(DATA EXTRACTS Opens)

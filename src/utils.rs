use crate::constants::{env_var, DEFAULT_OUTPUT_DIR, DEFAULT_SOURCE_DIR};
use crate::error::Error;
use std::path::{Path, PathBuf};
use std::str::FromStr;

/// Get source data directory from environment variable or use default
pub fn get_source_data_dir() -> PathBuf {
    std::env::var(env_var::SOURCE_DIR)
        .map(PathBuf::from)
        .unwrap_or_else(|_| PathBuf::from(DEFAULT_SOURCE_DIR))
}

/// Get output data directory from environment variable or use default
pub fn get_output_data_dir() -> PathBuf {
    std::env::var(env_var::OUTPUT_DIR)
        .map(PathBuf::from)
        .unwrap_or_else(|_| PathBuf::from(DEFAULT_OUTPUT_DIR))
}

/// Read and parse an environment variable, falling back to `default` when unset.
///
/// A variable that is set but does not parse is reported as a config error.
pub fn env_or<T: FromStr>(name: &str, default: T) -> Result<T, Error> {
    match std::env::var(name) {
        Ok(raw) => parse_setting(name, &raw),
        Err(_) => Ok(default),
    }
}

/// Parse a single setting value, naming the setting on failure
pub fn parse_setting<T: FromStr>(name: &str, raw: &str) -> Result<T, Error> {
    raw.trim()
        .parse::<T>()
        .map_err(|_| Error::Config(format!("Invalid value for {}: '{}'", name, raw)))
}

/// Parse a boolean flag the way shells usually spell them
pub fn parse_flag(name: &str, raw: &str) -> Result<bool, Error> {
    match raw.trim().to_lowercase().as_str() {
        "1" | "true" | "yes" | "on" => Ok(true),
        "0" | "false" | "no" | "off" | "" => Ok(false),
        _ => Err(Error::Config(format!("Invalid value for {}: '{}'", name, raw))),
    }
}

/// Parse series identifiers from command line argument
pub fn parse_series_filter(series_arg: Option<String>) -> Result<Option<Vec<String>>, Error> {
    match series_arg {
        None => Ok(None), // Process all series
        Some(series_str) => {
            let series: Vec<String> = series_str
                .split(',')
                .map(|s| s.trim().to_uppercase())
                .filter(|s| !s.is_empty())
                .collect();

            if series.is_empty() {
                return Err(Error::InvalidInput("No valid series specified".to_string()));
            }

            Ok(Some(series))
        }
    }
}

/// Check if a series should be processed based on the target filter.
///
/// Filter entries match either the full file name or its stem ("AAPL" matches "AAPL.csv").
pub fn should_process_series(series_id: &str, target_series: &Option<Vec<String>>) -> bool {
    match target_series {
        None => true,
        Some(targets) => {
            let full = series_id.to_uppercase();
            let stem = Path::new(series_id)
                .file_stem()
                .and_then(|s| s.to_str())
                .map(|s| s.to_uppercase())
                .unwrap_or_else(|| full.clone());
            targets.iter().any(|t| *t == full || *t == stem)
        }
    }
}

/// Format a price for CSV output, always keeping at least one decimal place
pub fn format_price(value: f64) -> String {
    if value.is_finite() && value.fract() == 0.0 && value.abs() < 1e15 {
        format!("{:.1}", value)
    } else {
        value.to_string()
    }
}
use thiserror::Error as ThisError;

#[derive(ThisError, Debug)]
pub enum AppError {
    #[error("Configuration error: {0}")]
    Config(String),

    #[error("IO error: {0}")]
    Io(String),

    #[error("Failed to load series {series}: {reason}")]
    Load { series: String, reason: String },

    #[error("Bad data in series {series} at row {row}, column {column}: {reason}")]
    DataFormat {
        series: String,
        row: usize,
        column: String,
        reason: String,
    },

    #[error("Failed to write series {series} to {path}: {reason}")]
    Write {
        series: String,
        path: String,
        reason: String,
    },

    #[error("Invalid input: {0}")]
    InvalidInput(String),
}

impl From<std::io::Error> for AppError {
    fn from(err: std::io::Error) -> Self {
        AppError::Io(err.to_string())
    }
}

impl From<csv::Error> for AppError {
    fn from(err: csv::Error) -> Self {
        AppError::Io(format!("CSV error: {}", err))
    }
}

impl From<serde_json::Error> for AppError {
    fn from(err: serde_json::Error) -> Self {
        AppError::Io(format!("JSON error: {}", err))
    }
}

impl AppError {
    /// Short label used in run summaries and reports
    pub fn kind(&self) -> &'static str {
        match self {
            AppError::Config(_) => "config",
            AppError::Io(_) => "io",
            AppError::Load { .. } => "load",
            AppError::DataFormat { .. } => "data_format",
            AppError::Write { .. } => "write",
            AppError::InvalidInput(_) => "invalid_input",
        }
    }
}

pub type Result<T> = std::result::Result<T, AppError>;

// Alias for convenience
pub type Error = AppError;
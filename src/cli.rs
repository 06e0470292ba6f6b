use clap::{Args, Parser, Subcommand};
use std::path::PathBuf;

use crate::commands;
use crate::error::Error;
use crate::models::AppConfig;

#[derive(Parser)]
#[command(name = "denomfix")]
#[command(about = "Repair currency denomination shifts in OHLCV price files", long_about = None)]
pub struct Cli {
    #[command(subcommand)]
    pub command: Commands,
}

#[derive(Subcommand)]
pub enum Commands {
    /// Correct every series in the source directory
    Fix {
        #[command(flatten)]
        overrides: ConfigOverrides,

        /// Comma-separated series to process (file names, extension optional)
        #[arg(long)]
        series: Option<String>,

        /// Report corrections without writing any files
        #[arg(long)]
        dry_run: bool,

        /// Write a JSON report of the run to this path
        #[arg(long)]
        report: Option<PathBuf>,
    },
    /// List the series found in the source directory
    List {
        #[command(flatten)]
        overrides: ConfigOverrides,
    },
}

/// Flags that override environment and default settings
#[derive(Args, Debug, Default)]
pub struct ConfigOverrides {
    /// Directory holding the source price files
    #[arg(short, long)]
    pub source: Option<PathBuf>,

    /// Directory for corrected files
    #[arg(short, long)]
    pub output: Option<PathBuf>,

    /// Prefix for corrected file names
    #[arg(long)]
    pub prefix: Option<String>,

    /// Suspected denomination ratio
    #[arg(long)]
    pub factor: Option<f64>,

    /// Allowed relative error as a fraction (0.05 = 5%)
    #[arg(long)]
    pub margin: Option<f64>,

    /// Trace every row decision
    #[arg(long)]
    pub debug: bool,

    /// Max series processed in debug mode (0 = all)
    #[arg(long)]
    pub iteration_limit: Option<usize>,
}

impl ConfigOverrides {
    pub fn apply(self, mut config: AppConfig) -> AppConfig {
        if let Some(source) = self.source {
            config.paths.source_directory = source;
        }
        if let Some(output) = self.output {
            config.paths.output_directory = output;
        }
        if let Some(prefix) = self.prefix {
            config.paths.output_prefix = prefix;
        }
        if let Some(factor) = self.factor {
            config.correction.correction_factor = factor;
        }
        if let Some(margin) = self.margin {
            config.correction.tolerance_margin = margin;
        }
        if self.debug {
            config.correction.debug = true;
        }
        if let Some(limit) = self.iteration_limit {
            config.correction.iteration_limit = limit;
        }
        config
    }
}

fn init_tracing(debug: bool) {
    let default_level = if debug { "debug" } else { "info" };
    let _ = tracing_subscriber::fmt()
        .with_env_filter(
            tracing_subscriber::EnvFilter::try_from_default_env()
                .unwrap_or_else(|_| tracing_subscriber::EnvFilter::new(default_level)),
        )
        .try_init();
}

pub fn run() -> Result<(), Error> {
    let cli = Cli::parse();
    let env_config = AppConfig::from_env()?;

    match cli.command {
        Commands::Fix {
            overrides,
            series,
            dry_run,
            report,
        } => {
            let config = overrides.apply(env_config);
            init_tracing(config.correction.debug);
            commands::fix::run(config, series, dry_run, report)
        }
        Commands::List { overrides } => {
            let config = overrides.apply(env_config);
            init_tracing(config.correction.debug);
            commands::list::run(config)
        }
    }
}
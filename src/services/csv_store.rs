//! CSV Series Store
//!
//! Lists, loads and persists per-instrument price files. Source files need
//! `Date, Open, High, Low, Close, Volume` columns in any order. Corrected
//! files are written with a leading row-index column and the same six columns.

use crate::constants::{csv_column, SERIES_EXTENSION};
use crate::error::Error;
use crate::models::{PathConfig, PriceRow, Series};
use crate::utils::format_price;
use fs2::FileExt;
use std::fs;
use std::io::{Read, Write};
use std::path::{Path, PathBuf};
use tracing::debug;

/// Positions of the required columns in a source file
#[derive(Debug, Clone, Copy)]
struct ColumnIndex {
    date: usize,
    open: usize,
    high: usize,
    low: usize,
    close: usize,
    volume: usize,
}

impl ColumnIndex {
    fn from_headers(series_id: &str, headers: &csv::StringRecord) -> Result<Self, Error> {
        let names: Vec<&str> = headers
            .iter()
            .map(|h| h.trim_start_matches('\u{feff}').trim())
            .collect();
        let find = |name: &str| names.iter().position(|h| *h == name);

        let lookup = [
            find(csv_column::DATE),
            find(csv_column::OPEN),
            find(csv_column::HIGH),
            find(csv_column::LOW),
            find(csv_column::CLOSE),
            find(csv_column::VOLUME),
        ];

        match lookup {
            [Some(date), Some(open), Some(high), Some(low), Some(close), Some(volume)] => Ok(Self {
                date,
                open,
                high,
                low,
                close,
                volume,
            }),
            _ => {
                let missing: Vec<&str> = csv_column::OUTPUT_HEADER
                    .iter()
                    .zip(lookup.iter())
                    .filter(|(_, found)| found.is_none())
                    .map(|(name, _)| *name)
                    .collect();
                Err(Error::Load {
                    series: series_id.to_string(),
                    reason: format!("missing required columns: {}", missing.join(", ")),
                })
            }
        }
    }
}

/// Fetch a raw (untrimmed) field, failing with the row and column name when the row is short
fn field<'r>(
    record: &'r csv::StringRecord,
    idx: usize,
    series_id: &str,
    row: usize,
    column: &str,
) -> Result<&'r str, Error> {
    record.get(idx).ok_or_else(|| Error::DataFormat {
        series: series_id.to_string(),
        row,
        column: column.to_string(),
        reason: format!("row has only {} fields", record.len()),
    })
}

(DATA EXTRACTS Closes)

■ **TASK OBJECTIVE**
Extract from the records above the lines from the one containing "fn from(err: csv::Error)" to the one containing "pub type Result<T>", both lines included, exactly as they appear and with nothing else.

■ **ANSWER TO THE EXERCISE**
    fn from(err: csv::Error) -> Self {
        AppError::Io(format!("CSV error: {}", err))
    }
}

impl From<serde_json::Error> for AppError {
    fn from(err: serde_json::Error) -> Self {
        AppError::Io(format!("JSON error: {}", err))
    }
}

impl AppError {
    /// Short label used in run summaries and reports
    pub fn kind(&self) -> &'static str {
        match self {
            AppError::Config(_) => "config",
            AppError::Io(_) => "io",
            AppError::Load { .. } => "load",
            AppError::DataFormat { .. } => "data_format",
            AppError::Write { .. } => "write",
            AppError::InvalidInput(_) => "invalid_input",
        }
    }
}

pub type Result<T> = std::result::Result<T, AppError>;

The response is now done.